Your objective: Using the records below, filter out every line that lacks "TemporalKey" and copy the rest.

(Items listed in a dataset)

++++++++++

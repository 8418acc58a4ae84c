//! Query evaluation
//!
//! Every leaf is resolved through the query cache into the set of matching
//! keys of one keyspace; `And`/`Or` combine those sets. Negated conditions
//! also match keys without any value for the index, so they are resolved as
//! "live keys minus the keys matching the positive condition".

use super::ast::QueryNode;
use super::cache::{QueryCache, SearchResult};
use super::spec::SearchSpecification;
use crate::backend::DocumentBackend;
use crate::index::IndexerRegistry;
use crate::store::TemporalStore;
use crate::types::{QualifiedKey, TemporalKey, Timestamp};
use crate::{IndexError, Result};
use std::collections::BTreeSet;
use tracing::trace;

pub struct QueryEvaluator<'a> {
    backend: &'a dyn DocumentBackend,
    store: &'a dyn TemporalStore,
    registry: &'a IndexerRegistry,
    cache: &'a QueryCache,
}

impl<'a> QueryEvaluator<'a> {
    pub fn new(
        backend: &'a dyn DocumentBackend,
        store: &'a dyn TemporalStore,
        registry: &'a IndexerRegistry,
        cache: &'a QueryCache,
    ) -> Self {
        Self {
            backend,
            store,
            registry,
            cache,
        }
    }

    /// Keys of `keyspace` matching `query` on `branch` at `timestamp`
    pub fn evaluate(
        &self,
        timestamp: Timestamp,
        branch: &str,
        keyspace: &str,
        query: &QueryNode,
    ) -> Result<BTreeSet<QualifiedKey>> {
        // Fail on any bad leaf before short-circuiting skips it
        for spec in query.specifications() {
            self.check(spec)?;
        }
        self.eval_node(timestamp, branch, keyspace, query)
    }

    /// Identifiers matched by one specification, through the cache
    pub fn atomic(&self, timestamp: Timestamp, branch: &str, spec: &SearchSpecification) -> Result<SearchResult> {
        self.check(spec)?;
        self.search(timestamp, branch, spec)
    }

    fn eval_node(
        &self,
        timestamp: Timestamp,
        branch: &str,
        keyspace: &str,
        node: &QueryNode,
    ) -> Result<BTreeSet<QualifiedKey>> {
        match node {
            QueryNode::And(left, right) => {
                let left = self.eval_node(timestamp, branch, keyspace, left)?;
                if left.is_empty() {
                    return Ok(left);
                }
                let right = self.eval_node(timestamp, branch, keyspace, right)?;
                Ok(left.intersection(&right).cloned().collect())
            }
            QueryNode::Or(left, right) => {
                let mut keys = self.eval_node(timestamp, branch, keyspace, left)?;
                keys.extend(self.eval_node(timestamp, branch, keyspace, right)?);
                Ok(keys)
            }
            QueryNode::Where(spec) => self.eval_leaf(timestamp, branch, keyspace, spec),
        }
    }

    fn eval_leaf(
        &self,
        timestamp: Timestamp,
        branch: &str,
        keyspace: &str,
        spec: &SearchSpecification,
    ) -> Result<BTreeSet<QualifiedKey>> {
        if !spec.accepts_empty() {
            let matches = self.search(timestamp, branch, spec)?;
            return Ok(project(&matches, keyspace));
        }

        let negated = self.search(timestamp, branch, &spec.negated())?;
        let excluded = project(&negated, keyspace);
        let keys = self
            .store
            .keys(branch, keyspace, timestamp)?
            .into_iter()
            .map(|key| QualifiedKey::new(keyspace, key))
            .filter(|key| !excluded.contains(key))
            .collect();
        Ok(keys)
    }

    fn search(&self, timestamp: Timestamp, branch: &str, spec: &SearchSpecification) -> Result<SearchResult> {
        self.cache.get_or_search(timestamp, branch, spec, || {
            let documents = self.backend.query(timestamp, branch, spec)?;
            trace!(spec = %spec, branch, timestamp, documents = documents.len(), "Atomic search");
            Ok(documents
                .iter()
                .map(|d| TemporalKey::new(branch, d.keyspace(), d.key(), timestamp))
                .collect())
        })
    }

    fn check(&self, spec: &SearchSpecification) -> Result<()> {
        let family = self
            .registry
            .family(&spec.index_name)
            .ok_or_else(|| IndexError::UnknownIndex(spec.index_name.clone()))?;
        if family != spec.condition.family() {
            return Err(IndexError::InvalidArgument(format!(
                "Condition of family {:?} cannot be applied to {:?} index '{}'",
                spec.condition.family(),
                family,
                spec.index_name
            )));
        }
        Ok(())
    }
}

fn project(matches: &BTreeSet<TemporalKey>, keyspace: &str) -> BTreeSet<QualifiedKey> {
    matches
        .iter()
        .filter(|id| id.keyspace == keyspace)
        .map(TemporalKey::qualified_key)
        .collect()
}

++++++++++

Written solution:
use crate::types::{QualifiedKey, TemporalKey, Timestamp};
                .map(|d| TemporalKey::new(branch, d.keyspace(), d.key(), timestamp))
fn project(matches: &BTreeSet<TemporalKey>, keyspace: &str) -> BTreeSet<QualifiedKey> {
        .map(TemporalKey::qualified_key)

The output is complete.